** DATA TO EXAMINE follows **

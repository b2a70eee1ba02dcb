//! Test doubles for the transport and executor seams.

use std::sync::Mutex;
use std::sync::atomic::{AtomicUsize, Ordering};

use async_trait::async_trait;
use relay_executor::{Execution, Executor};

use crate::transport::{ChatTransport, TextFormat, TransportError, TransportResult};

/// Which sends a [`RecordingTransport`] refuses.
#[derive(Debug, Clone, Copy)]
pub(crate) enum SendMode {
    AcceptAll,
    RejectAll,
    RejectMarkup,
    RejectLongerThan(usize),
    RejectContaining(&'static str),
}

/// Transport that records what would have been posted.
pub(crate) struct RecordingTransport {
    max_len: usize,
    mode: SendMode,
    message_refs: bool,
    reject_deletes: bool,
    attempts: AtomicUsize,
    sent: Mutex<Vec<(String, String, TextFormat)>>,
    deleted: Mutex<Vec<(String, String)>>,
}

impl RecordingTransport {
    pub(crate) fn new(max_len: usize) -> Self {
        Self {
            max_len,
            mode: SendMode::AcceptAll,
            message_refs: true,
            reject_deletes: false,
            attempts: AtomicUsize::new(0),
            sent: Mutex::new(Vec::new()),
            deleted: Mutex::new(Vec::new()),
        }
    }

    pub(crate) fn with_mode(mut self, mode: SendMode) -> Self {
        self.mode = mode;
        self
    }

    pub(crate) fn without_message_refs(mut self) -> Self {
        self.message_refs = false;
        self
    }

    pub(crate) fn rejecting_deletes(mut self) -> Self {
        self.reject_deletes = true;
        self
    }

    /// Successful sends as (conversation, text, format).
    pub(crate) fn sent(&self) -> Vec<(String, String, TextFormat)> {
        self.sent.lock().unwrap().clone()
    }

    /// Texts of successful sends.
    pub(crate) fn sent_texts(&self) -> Vec<String> {
        self.sent().into_iter().map(|(_, text, _)| text).collect()
    }

    /// Successful deletes as (conversation, message ref).
    pub(crate) fn deleted(&self) -> Vec<(String, String)> {
        self.deleted.lock().unwrap().clone()
    }

    /// Every send call, successful or not.
    pub(crate) fn attempts(&self) -> usize {
        self.attempts.load(Ordering::SeqCst)
    }

    fn rejects(&self, text: &str, format: TextFormat) -> bool {
        match self.mode {
            SendMode::AcceptAll => false,
            SendMode::RejectAll => true,
            SendMode::RejectMarkup => format == TextFormat::Markup,
            SendMode::RejectLongerThan(limit) => text.len() > limit,
            SendMode::RejectContaining(needle) => text.contains(needle),
        }
    }
}

#[async_trait]
impl ChatTransport for RecordingTransport {
    async fn send(
        &self,
        conversation: &str,
        text: &str,
        format: TextFormat,
    ) -> TransportResult<Option<String>> {
        self.attempts.fetch_add(1, Ordering::SeqCst);
        if self.rejects(text, format) {
            return Err(TransportError::Rejected("rejected".to_string()));
        }

        let mut sent = self.sent.lock().unwrap();
        sent.push((conversation.to_string(), text.to_string(), format));
        Ok(self.message_refs.then(|| format!("msg-{}", sent.len())))
    }

    async fn delete(&self, conversation: &str, message_ref: &str) -> TransportResult<()> {
        if self.reject_deletes {
            return Err(TransportError::Network("connection reset".to_string()));
        }
        self.deleted
            .lock()
            .unwrap()
            .push((conversation.to_string(), message_ref.to_string()));
        Ok(())
    }

    fn max_message_len(&self) -> usize {
        self.max_len
    }

    fn name(&self) -> &str {
        "Test"
    }
}

/// Executor that answers from a script and records its calls.
pub(crate) struct StubExecutor {
    response: String,
    session_id: Option<String>,
    calls: Mutex<Vec<(String, Option<String>)>>,
}

impl StubExecutor {
    pub(crate) fn new(response: &str, session_id: Option<&str>) -> Self {
        Self {
            response: response.to_string(),
            session_id: session_id.map(str::to_string),
            calls: Mutex::new(Vec::new()),
        }
    }

    /// Calls as (prompt, session id).
    pub(crate) fn calls(&self) -> Vec<(String, Option<String>)> {
        self.calls.lock().unwrap().clone()
    }
}

#[async_trait]
impl Executor for StubExecutor {
    async fn execute(&self, prompt: &str, session_id: Option<&str>) -> Execution {
        self.calls
            .lock()
            .unwrap()
            .push((prompt.to_string(), session_id.map(str::to_string)));
        Execution::new(self.response.clone(), self.session_id.clone())
    }

    fn name(&self) -> &str {
        "Stub"
    }
}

** End of DATA TO EXAMINE **

- [EXERCISE DETAILS]
Every line in the data above that contains the word "bool" should be copied.

- [SOLUTION TO THIS EXERCISE]
    message_refs: bool,
    reject_deletes: bool,
    fn rejects(&self, text: &str, format: TextFormat) -> bool {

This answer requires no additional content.